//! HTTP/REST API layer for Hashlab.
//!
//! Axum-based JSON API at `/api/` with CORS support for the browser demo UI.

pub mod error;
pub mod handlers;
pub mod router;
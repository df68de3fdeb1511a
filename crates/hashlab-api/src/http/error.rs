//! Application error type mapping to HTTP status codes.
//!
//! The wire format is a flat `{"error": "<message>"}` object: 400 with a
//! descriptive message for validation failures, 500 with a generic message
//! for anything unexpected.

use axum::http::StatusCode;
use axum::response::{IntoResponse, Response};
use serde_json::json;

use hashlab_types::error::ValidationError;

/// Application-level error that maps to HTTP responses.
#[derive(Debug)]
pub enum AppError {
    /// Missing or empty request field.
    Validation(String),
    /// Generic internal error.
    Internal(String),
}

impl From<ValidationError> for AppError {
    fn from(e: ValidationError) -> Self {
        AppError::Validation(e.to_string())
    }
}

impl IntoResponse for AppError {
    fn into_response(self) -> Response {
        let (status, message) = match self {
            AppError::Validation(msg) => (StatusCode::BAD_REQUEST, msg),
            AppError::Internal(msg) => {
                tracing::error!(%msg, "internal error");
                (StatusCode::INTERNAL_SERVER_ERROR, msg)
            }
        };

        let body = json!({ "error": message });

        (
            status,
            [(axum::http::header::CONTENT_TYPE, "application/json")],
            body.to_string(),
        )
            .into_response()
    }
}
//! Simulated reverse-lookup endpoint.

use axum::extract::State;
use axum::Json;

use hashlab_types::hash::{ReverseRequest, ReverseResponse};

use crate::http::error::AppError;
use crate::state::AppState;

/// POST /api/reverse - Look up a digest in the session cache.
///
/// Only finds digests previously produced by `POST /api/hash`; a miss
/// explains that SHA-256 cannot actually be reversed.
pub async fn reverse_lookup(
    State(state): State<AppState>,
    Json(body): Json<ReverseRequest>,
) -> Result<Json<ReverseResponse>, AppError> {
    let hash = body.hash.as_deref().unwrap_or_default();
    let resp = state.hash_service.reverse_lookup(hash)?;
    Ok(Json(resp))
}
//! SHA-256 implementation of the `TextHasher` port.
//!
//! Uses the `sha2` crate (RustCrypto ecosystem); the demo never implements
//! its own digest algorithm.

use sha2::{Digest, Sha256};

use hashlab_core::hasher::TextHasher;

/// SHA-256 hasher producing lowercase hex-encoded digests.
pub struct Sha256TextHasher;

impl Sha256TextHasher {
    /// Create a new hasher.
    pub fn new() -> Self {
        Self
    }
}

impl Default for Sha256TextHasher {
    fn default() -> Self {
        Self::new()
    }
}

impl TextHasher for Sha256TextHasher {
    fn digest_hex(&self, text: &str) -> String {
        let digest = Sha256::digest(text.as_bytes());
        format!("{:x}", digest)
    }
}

#### Requirement
Within the listing above, the range opens at the line with "a generic message" and closes at the line with "use axum::Json;". Reproduce exactly the lines of that range, including both ends.

#### Result of this exercise
//! descriptive message for validation failures, 500 with a generic message
//! for anything unexpected.

use axum::http::StatusCode;
use axum::response::{IntoResponse, Response};
use serde_json::json;

use hashlab_types::error::ValidationError;

/// Application-level error that maps to HTTP responses.
#[derive(Debug)]
pub enum AppError {
    /// Missing or empty request field.
    Validation(String),
    /// Generic internal error.
    Internal(String),
}

impl From<ValidationError> for AppError {
    fn from(e: ValidationError) -> Self {
        AppError::Validation(e.to_string())
    }
}

impl IntoResponse for AppError {
    fn into_response(self) -> Response {
        let (status, message) = match self {
            AppError::Validation(msg) => (StatusCode::BAD_REQUEST, msg),
            AppError::Internal(msg) => {
                tracing::error!(%msg, "internal error");
                (StatusCode::INTERNAL_SERVER_ERROR, msg)
            }
        };

        let body = json!({ "error": message });

        (
            status,
            [(axum::http::header::CONTENT_TYPE, "application/json")],
            body.to_string(),
        )
            .into_response()
    }
}
//! Simulated reverse-lookup endpoint.

use axum::extract::State;
use axum::Json;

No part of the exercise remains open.